Raising Caine by Charles E. Gannon
My rating: 4 of 5 stars
Here we have a story of Better Living Through Genetic Supremacy, now brought to you by distant offshoots of humanity and aliens devoted to interspecies symbiotic cooperatives. Cool, right? Not far off from any of the old-style SFs thinly or thickly veiled as modern commentary on schools of thought. As far as it went, the book pulled it off nicely, with lots of action, discovery, and third-person unlimited PoV including the bad guys, again.
And like the previous two novels in this series, I wanted to like the story more than I did.
I truly like the square-jawed heroes as far as they go, and this third novel changes tack yet again to play with the third well-established trope, "The Exploration and Reveal of an Alien World and Species," to a very complex and exciting world-building effect.
The first novel enjoyed "The Induction of a Hero into High-Tech Spycraft and Alien Meet," while the second novel's foundation was firmly in "The Resistance and Defeat of an Alien Invasion." All three novels had an extremely strong thread of story, thankfully, and even wrapped up a lot of the initial questions of the first book quite neatly.
Unfortunately, it lost my interest more than a handful of times and it took some fairly heroic effort to get it back, and sometimes I was annoyed all out of proportion. Some sequence of events were almost a tribute to some of the worst aspects of old SF.
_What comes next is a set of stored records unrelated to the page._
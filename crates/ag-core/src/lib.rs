//! # ag-core
//!
//! Core types for apigee-rs: runtime configuration, setup errors, and the
//! bounded-concurrency batch engine used by every export and import.
//!
//! This crate performs no I/O of its own. Remote operations are injected into
//! [`batch::run_batch`] as closures by `ag-client`.

#![forbid(unsafe_code)]
#![warn(missing_docs)]

pub mod batch;
pub mod config;
pub mod error;
pub mod membership;

pub use batch::{run_batch, BatchError, BatchOutcome};
pub use config::{ClientConfig, Concurrency, ConflictPolicy, ExistingPolicy};
pub use error::{Error, Result};
pub use membership::{MembershipSet, UpsertAction};
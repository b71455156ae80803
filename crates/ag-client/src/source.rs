//! Entity sources: the remote collection listing and local import files.
//!
//! Both run before a batch starts, so any error here is a setup error that
//! aborts the command.

use std::collections::HashSet;
use std::path::Path;

use ag_core::{ClientConfig, MembershipSet};

use crate::entities::EntityKind;
use crate::error::{ClientError, ClientResult};
use crate::transport::{ApiRequest, Transport};

/// Lists every entity name of a collection, following page tokens.
pub async fn list_names<K: EntityKind>(
    transport: &dyn Transport,
    kind: &K,
    config: &ClientConfig,
) -> ClientResult<Vec<String>> {
    let mut names = Vec::new();
    let mut seen_tokens = HashSet::new();
    let mut page_token: Option<String> = None;

    loop {
        let path = kind.listing_path(config, page_token.as_deref())?;
        let body = transport.send(ApiRequest::get(path)).await?;
        let listing = kind.parse_listing(&body)?;
        names.extend(listing.names);

        match listing.next_page_token {
            // A token seen before would loop forever.
            Some(token) if seen_tokens.insert(token.clone()) => page_token = Some(token),
            _ => break,
        }
    }

    tracing::debug!(kind = kind.label(), count = names.len(), "listed collection");
    Ok(names)
}

/// Lists the collection into a membership set for import classification.
pub async fn fetch_membership<K: EntityKind>(
    transport: &dyn Transport,
    kind: &K,
    config: &ClientConfig,
) -> ClientResult<MembershipSet> {
    Ok(list_names(transport, kind, config).await?.into_iter().collect())
}

/// Reads and parses an import file.
pub fn read_records<K: EntityKind>(kind: &K, path: &Path) -> ClientResult<Vec<K::Record>> {
    let source_error = |message: String| ClientError::Source {
        path: path.display().to_string(),
        message,
    };
    let body = std::fs::read(path).map_err(|e| source_error(e.to_string()))?;
    kind.parse_records(&body).map_err(|e| source_error(e.to_string()))
}
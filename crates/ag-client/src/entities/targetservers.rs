//! Environment target servers.

use ag_core::ClientConfig;
use serde::{Deserialize, Serialize};
use serde_json::{Map, Value};

use super::{env_collection, EntityKind};
use crate::error::ClientResult;

/// Target server definition.
#[derive(Debug, Clone, Default, PartialEq, Serialize, Deserialize)]
#[serde(rename_all = "camelCase")]
pub struct TargetServer {
    /// Target server name.
    pub name: String,
    /// Description.
    #[serde(default, skip_serializing_if = "Option::is_none")]
    pub description: Option<String>,
    /// Backend host.
    #[serde(default, skip_serializing_if = "Option::is_none")]
    pub host: Option<String>,
    /// Backend port.
    #[serde(default, skip_serializing_if = "Option::is_none")]
    pub port: Option<u16>,
    /// Whether the target server is enabled.
    #[serde(default, skip_serializing_if = "Option::is_none")]
    pub is_enabled: Option<bool>,
    /// Protocol (HTTP, GRPC, ...).
    #[serde(default, skip_serializing_if = "Option::is_none")]
    pub protocol: Option<String>,
    /// TLS settings.
    #[serde(rename = "sSLInfo", default, skip_serializing_if = "Option::is_none")]
    pub ssl_info: Option<SslInfo>,
}

/// TLS settings of a target server.
#[derive(Debug, Clone, Default, PartialEq, Serialize, Deserialize)]
#[serde(rename_all = "camelCase")]
pub struct SslInfo {
    /// Whether TLS is enabled.
    #[serde(default, skip_serializing_if = "Option::is_none")]
    pub enabled: Option<bool>,
    /// Whether mutual TLS is enabled.
    #[serde(default, skip_serializing_if = "Option::is_none")]
    pub client_auth_enabled: Option<bool>,
    /// Keystore reference.
    #[serde(default, skip_serializing_if = "Option::is_none")]
    pub key_store: Option<String>,
    /// Key alias within the keystore.
    #[serde(default, skip_serializing_if = "Option::is_none")]
    pub key_alias: Option<String>,
    /// Truststore reference.
    #[serde(default, skip_serializing_if = "Option::is_none")]
    pub trust_store: Option<String>,
    /// Whether certificate validation errors are ignored.
    #[serde(default, skip_serializing_if = "Option::is_none")]
    pub ignore_validation_errors: Option<bool>,
    /// Other TLS fields (protocols, ciphers, common name, ...).
    #[serde(flatten)]
    pub extra: Map<String, Value>,
}

/// Target servers of the configured environment.
#[derive(Debug, Clone, Copy, Default)]
pub struct TargetServers;

impl EntityKind for TargetServers {
    type Record = TargetServer;

    fn label(&self) -> &'static str {
        "targetserver"
    }

    fn export_file(&self) -> String {
        "targetservers.json".to_string()
    }

    fn collection_path(&self, config: &ClientConfig) -> ClientResult<String> {
        env_collection(config, "targetservers")
    }

    fn record_name<'a>(&self, record: &'a TargetServer) -> &'a str {
        &record.name
    }
}
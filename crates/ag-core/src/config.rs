//! Runtime configuration for talking to the management API.
//!
//! A [`ClientConfig`] is assembled once by the caller (flags, environment and
//! the user's config file) and handed by value to the transport and the batch
//! callers. Nothing in the core keeps process-wide mutable settings.

use std::fmt;
use std::num::NonZeroUsize;
use std::str::FromStr;

use serde::{Deserialize, Serialize};

use crate::error::{Error, Result};

/// Public management API endpoint, without the organization segment.
pub const DEFAULT_BASE_URL: &str = "https://apigee.googleapis.com/v1/organizations";

/// Default number of parallel connections used by batch operations.
pub const DEFAULT_CONN: usize = 4;

/// Configuration shared by every remote operation.
#[derive(Debug, Clone, PartialEq, Eq)]
pub struct ClientConfig {
    /// API base URL, without the organization segment.
    pub base_url: String,
    /// Organization every request is scoped to.
    pub org: String,
    /// Environment for environment-scoped resources.
    pub env: Option<String>,
    /// Bearer token sent with every request.
    pub token: Option<String>,
    /// Upper bound on in-flight requests during batch operations.
    pub conn: Concurrency,
    /// How an HTTP 409 during import is treated.
    pub conflict_policy: ConflictPolicy,
    /// What import does with entities that already exist remotely.
    pub existing_policy: ExistingPolicy,
}

impl ClientConfig {
    /// Creates a configuration for an organization with default settings.
    pub fn new(org: impl Into<String>) -> Self {
        Self {
            base_url: DEFAULT_BASE_URL.to_string(),
            org: org.into(),
            env: None,
            token: None,
            conn: Concurrency::default(),
            conflict_policy: ConflictPolicy::default(),
            existing_policy: ExistingPolicy::default(),
        }
    }

    /// Sets the base URL.
    #[must_use]
    pub fn with_base_url(mut self, base_url: impl Into<String>) -> Self {
        self.base_url = base_url.into();
        self
    }

    /// Sets the environment.
    #[must_use]
    pub fn with_env(mut self, env: impl Into<String>) -> Self {
        self.env = Some(env.into());
        self
    }

    /// Sets the bearer token.
    #[must_use]
    pub fn with_token(mut self, token: impl Into<String>) -> Self {
        self.token = Some(token.into());
        self
    }

    /// Sets the concurrency limit.
    #[must_use]
    pub fn with_conn(mut self, conn: Concurrency) -> Self {
        self.conn = conn;
        self
    }

    /// Sets the conflict policy.
    #[must_use]
    pub fn with_conflict_policy(mut self, policy: ConflictPolicy) -> Self {
        self.conflict_policy = policy;
        self
    }

    /// Sets the policy for entities that already exist.
    #[must_use]
    pub fn with_existing_policy(mut self, policy: ExistingPolicy) -> Self {
        self.existing_policy = policy;
        self
    }

    /// Checks the settings every remote command needs.
    pub fn validate(&self) -> Result<()> {
        if self.org.trim().is_empty() {
            return Err(Error::missing("organization"));
        }
        if self.base_url.trim().is_empty() {
            return Err(Error::missing("base URL"));
        }
        if !self.base_url.starts_with("http://") && !self.base_url.starts_with("https://") {
            return Err(Error::Config(format!(
                "base URL must start with http:// or https://: {}",
                self.base_url
            )));
        }
        Ok(())
    }

    /// Returns the environment or an error if none was configured.
    pub fn require_env(&self) -> Result<&str> {
        self.env
            .as_deref()
            .filter(|env| !env.trim().is_empty())
            .ok_or_else(|| Error::missing("environment"))
    }

    /// Returns the base URL including the organization segment.
    pub fn org_url(&self) -> String {
        format!("{}/{}", self.base_url.trim_end_matches('/'), self.org)
    }
}

/// Maximum number of concurrent remote operations in a batch.
///
/// Always at least one; the batch engine further clamps it to the number of
/// jobs so no idle workers are started.
#[derive(Debug, Clone, Copy, PartialEq, Eq, PartialOrd, Ord, Hash, Serialize, Deserialize)]
#[serde(try_from = "usize", into = "usize")]
pub struct Concurrency(NonZeroUsize);

impl Concurrency {
    /// Creates a concurrency limit, rejecting zero.
    pub fn new(conn: usize) -> Result<Self> {
        NonZeroUsize::new(conn)
            .map(Self)
            .ok_or_else(|| Error::Validation("number of connections must be at least 1".to_string()))
    }

    /// Returns the limit.
    #[must_use]
    pub const fn get(self) -> usize {
        self.0.get()
    }

    /// Returns the number of workers for a batch of `jobs` jobs.
    #[must_use]
    pub fn workers_for(self, jobs: usize) -> usize {
        self.get().min(jobs)
    }
}

impl Default for Concurrency {
    fn default() -> Self {
        Self(NonZeroUsize::new(DEFAULT_CONN).unwrap_or(NonZeroUsize::MIN))
    }
}

impl TryFrom<usize> for Concurrency {
    type Error = Error;

    fn try_from(conn: usize) -> Result<Self> {
        Self::new(conn)
    }
}

impl From<Concurrency> for usize {
    fn from(conn: Concurrency) -> Self {
        conn.get()
    }
}

impl fmt::Display for Concurrency {
    fn fmt(&self, f: &mut fmt::Formatter<'_>) -> fmt::Result {
        write!(f, "{}", self.0)
    }
}

/// How an HTTP 409 Conflict is treated while importing.
#[derive(Debug, Clone, Copy, Default, PartialEq, Eq, Serialize, Deserialize)]
#[serde(rename_all = "lowercase")]
pub enum ConflictPolicy {
    /// The entity already exists; log it and count the job as done.
    #[default]
    Ignore,
    /// Record the conflict as a failure like any other error status.
    Fail,
}

impl FromStr for ConflictPolicy {
    type Err = Error;

    fn from_str(s: &str) -> Result<Self> {
        match s.to_ascii_lowercase().as_str() {
            "ignore" => Ok(Self::Ignore),
            "fail" => Ok(Self::Fail),
            other => Err(Error::Validation(format!(
                "unknown conflict policy: {other}. Supported: ignore, fail"
            ))),
        }
    }
}

impl fmt::Display for ConflictPolicy {
    fn fmt(&self, f: &mut fmt::Formatter<'_>) -> fmt::Result {
        match self {
            Self::Ignore => f.write_str("ignore"),
            Self::Fail => f.write_str("fail"),
        }
    }
}

/// What import does with an entity whose name is already present remotely.
#[derive(Debug, Clone, Copy, Default, PartialEq, Eq, Serialize, Deserialize)]
#[serde(rename_all = "lowercase")]
pub enum ExistingPolicy {
    /// Overwrite the remote entity with the local record.
    #[default]
    Update,
    /// Leave the remote entity untouched.
    Skip,
}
For example, imagine this sequence of events: Hunted by clones on an alien world, sick with planetary defence spores, riding on the back of alien water swimmers, hungry and afraid, we'll now treat you to a long-ass diatribe on the alien sexual characteristics of the beasts we're riding, in detail, in utter disregard for the fact that Caine is having a hard time breathing and is afraid that the clones will have tracked the nanites he's infected with.
Great tension destroyer.
Unfortunately, it's pretty common in old style SF, too, where the joy of creation and world-building overbalances the flow of the tale. Oops! I just wish it hadn't happened so much here!
I love great spaceship descriptions and battles and running and hiding for my life as much as anyone, but I think what I really wanted more of was actual character development, more active story changes rather than pew pew and duck and cover. A little goes a long way for me, and these last two books were FULL of them.
So if you're a fan of action adventure SF with pretty amazing world-building and very well-thought out alien species and development, I think you'll love this novel. It harkens back to the old days very intelligently and does those same old days much better because it's full of much more accurate science.
This is the second to the last of the nominated 2016 Nebula books *that I've read*, and while I am not voting because I can't, I'll just pretend for a moment that I am. :)
This novel isn't the winner. It's excellent for what it is, but it's overlong and somewhat a throwback.
I'm sticking with The Fifth Season, then Uprooted for now.
I still need to read Barsk: The Elephants' Graveyard. It might upset the apple cart. Who knows?